Successivamente sono intervenuti il Priore della Congrega del Santo Rosario, da sempre custode di questa tradizione, che ha ringraziato l’artista per aver voluto perpetuare con quest’opera la tradizioni religiose del paese, e poi il Parroco don Benedetto che ha ricordato la profonda emozione della prima volta in cui ha assistito all’incontro, che  per i rizziconesi  diventa memoria della gioia dell’annuncio pasquale.

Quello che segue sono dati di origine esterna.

//! FIFO delivery queue for outbound messages (§4.11). A message stays at the
//! head of the queue until its send succeeds, so a transport outage backs up
//! delivery instead of reordering or dropping messages.

use std::collections::VecDeque;
use std::future::Future;
use std::sync::atomic::{AtomicBool, Ordering};
use std::sync::Mutex;

use g2_core::domain::Jid;

#[derive(Debug, Clone)]
pub struct OutgoingMessage {
    pub jid: Jid,
    pub text: String,
}

/// Single-flush-at-a-time outbound queue. `flush` is safe to call concurrently;
/// a flush already in progress causes later callers to return immediately.
pub struct OutgoingMessageQueue {
    queue: Mutex<VecDeque<OutgoingMessage>>,
    flushing: AtomicBool,
}

impl Default for OutgoingMessageQueue {
    fn default() -> Self {
        Self::new()
    }
}

impl OutgoingMessageQueue {
    pub fn new() -> Self {
        Self {
            queue: Mutex::new(VecDeque::new()),
            flushing: AtomicBool::new(false),
        }
    }

    pub fn enqueue(&self, jid: Jid, text: impl Into<String>) {
        self.queue.lock().unwrap().push_back(OutgoingMessage {
            jid,
            text: text.into(),
        });
    }

    pub fn size(&self) -> usize {
        self.queue.lock().unwrap().len()
    }

    pub fn is_empty(&self) -> bool {
        self.size() == 0
    }

    /// Drains the queue in order, calling `send` for each message. The message
    /// is popped only after `send` returns `Ok`; an `Err` halts the flush and
    /// leaves the failed message at the head for the next attempt.
    pub async fn flush<F, Fut, E>(&self, mut send: F) -> Result<(), E>
    where
        F: FnMut(OutgoingMessage) -> Fut,
        Fut: Future<Output = Result<(), E>>,
    {
        if self
            .flushing
            .compare_exchange(false, true, Ordering::SeqCst, Ordering::SeqCst)
            .is_err()
        {
            return Ok(());
        }

        let result = self.flush_inner(&mut send).await;
        self.flushing.store(false, Ordering::SeqCst);
        result
    }

    async fn flush_inner<F, Fut, E>(&self, send: &mut F) -> Result<(), E>
    where
        F: FnMut(OutgoingMessage) -> Fut,
        Fut: Future<Output = Result<(), E>>,
    {
        loop {
            let next = { self.queue.lock().unwrap().front().cloned() };
            let Some(message) = next else {
                return Ok(());
            };
            send(message).await?;
            self.queue.lock().unwrap().pop_front();
        }
    }
}

#[cfg(test)]
mod tests {
    use super::*;
    use std::sync::atomic::AtomicUsize;

    #[tokio::test]
    async fn flush_drains_in_fifo_order() {
        let q = OutgoingMessageQueue::new();
        q.enqueue(Jid("a@loop".into()), "one");
        q.enqueue(Jid("b@loop".into()), "two");

        let seen: Mutex<Vec<String>> = Mutex::new(Vec::new());
        let result: Result<(), String> = q
            .flush(|m| {
                seen.lock().unwrap().push(m.text.clone());
                async move { Ok(()) }
            })
            .await;

        assert!(result.is_ok());
        assert!(q.is_empty());
        assert_eq!(*seen.lock().unwrap(), vec!["one".to_string(), "two".to_string()]);
    }

    #[tokio::test]
    async fn failed_send_leaves_message_at_head() {
        let q = OutgoingMessageQueue::new();
        q.enqueue(Jid("a@loop".into()), "one");
        q.enqueue(Jid("b@loop".into()), "two");

        let attempts = AtomicUsize::new(0);
        let result: Result<(), &'static str> = q
            .flush(|_| {
                attempts.fetch_add(1, Ordering::SeqCst);
                async move { Err("boom") }
            })
            .await;

        assert_eq!(result, Err("boom"));
        assert_eq!(attempts.load(Ordering::SeqCst), 1);
        assert_eq!(q.size(), 2);
    }

    #[tokio::test]
    async fn reentrant_flush_returns_immediately() {
        let q = OutgoingMessageQueue::new();
        q.enqueue(Jid("a@loop".into()), "one");

        // Simulate an in-progress flush by flipping the flag directly.
        q.flushing.store(true, Ordering::SeqCst);
        let result: Result<(), String> = q.flush(|_| async move { Ok(()) }).await;
        assert!(result.is_ok());
        assert_eq!(q.size(), 1, "message must not be drained by the re-entrant call");
    }
}
use chrono::Utc;

/// RFC3339 timestamp in UTC, lexicographically ordered the same as temporal order.
pub fn iso_timestamp_utc() -> String {
    Utc::now().to_rfc3339()
}

pub fn truncate_text(s: &str, max_len: usize) -> String {
    if s.chars().count() <= max_len {
        return s.to_string();
    }
    let mut out: String = s.chars().take(max_len).collect();
    out.push_str("...");
    out
}

#[cfg(test)]
mod tests {
    use super::*;

    #[test]
    fn truncate_text_adds_ellipsis_only_when_over_limit() {
        assert_eq!(truncate_text("short", 10), "short");
        assert_eq!(truncate_text(&"a".repeat(20), 10), format!("{}...", "a".repeat(10)));
    }
}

Infine è intervenuto il Vescovo che per prima cosa ha fatto presente che con gioia ha voluto presentare questo lavoro di Laura Bova, sottolineandone la fatica nel realizzarlo e il lavoro intelligente riferito alla preparazione e al montaggio dell’opera, ravvisando un’analogia tra la preparazione necessaria per la realizzazione del libro e la preparazione adeguata necessaria per vivere pienamente gli eventi della salvezza.
 
    Riferendosi poi alla particolarità dell’evento che fa rivivere l’incontro tra Gesù risorto e la Madonna, il Vescovo ha rilevato che questo fatto non è riportato dai vangeli, ma di esso ad esempio i Francescani di Terra Santa fanno memoria all’interno della Basilica del Santo Sepolcro e questo dimostra come la letteratura apocrifa e il teatro sacro hanno avuto la loro parte nel riempire vuoti di notizie mancanti agli scritti canonici. ‘Poteva – afferma il vescovo nella prefazione al libro ‘ il figlio, nella sua nuova vita, non privilegiare Colei che gli era madre secondo la carne? – Avrebbe dovuto Maria dalle donne e dai primi discepoli recatisi alla Tomba, trovata vuota, apprendere quanto Le spettava come privilegio unico?’. Il Vescovo ha poi proseguito affermando che sicuramente quello che si realizza a Rizziconi con l’incontro tra Gesù e Maria costituisce un forte momento  identitario, che manifesta il cuore della fede del cristiano, perché dall’incontro con il Risorto nasce la nuova vita. In questo senso ha sottolineato la positività della manifestazione che, presentandosi come evento culturale, deve manifestare i valori che vi sono insiti, uno tra questi l’osmosi che si deve realizzare tra Chiesa e istituzione per la realizzazione del bene comune.
Ma il Vescovo non ha potuto sottacere  sui recenti fatti che hanno visto, purtroppo, Rizziconi come teatro negativo di diversi fatti di violenza omicida che potrebbero indurre a pensare che il paese sia un luogo in cui il valore della vita venga disprezzato. Così si corre il rischio di far diventare questa tradizione solo folklore, che, per sua natura, come S.E. ha proseguito, ‘è soggetto a elementi contraddittori e contrastanti con la fede, privo di legami logici e plausibili con la natura del Mistero celebrato’. Se i rizziconesi si incontrano veramente con il Risorto, tale incontro deve condurre ad una trasformazione interiore della persona. Solo così gli elementi positivi e validissimi della religiosità si possono trasformare in occasione di crescita per la fede che è tale solo se viene vissuta con coerenza.
 
    Il vescovo, concludendo, ha dato a tutti i presenti l’augurio di vivere la Pasqua con la gioia di Giovanni e di Maria, perchè la festa di Pasqua, serena, radiosa e forte, aiuti gli abitanti di Rizziconi a diventare veri testimoni con la loro vita della fede nella Resurrezione del Signore.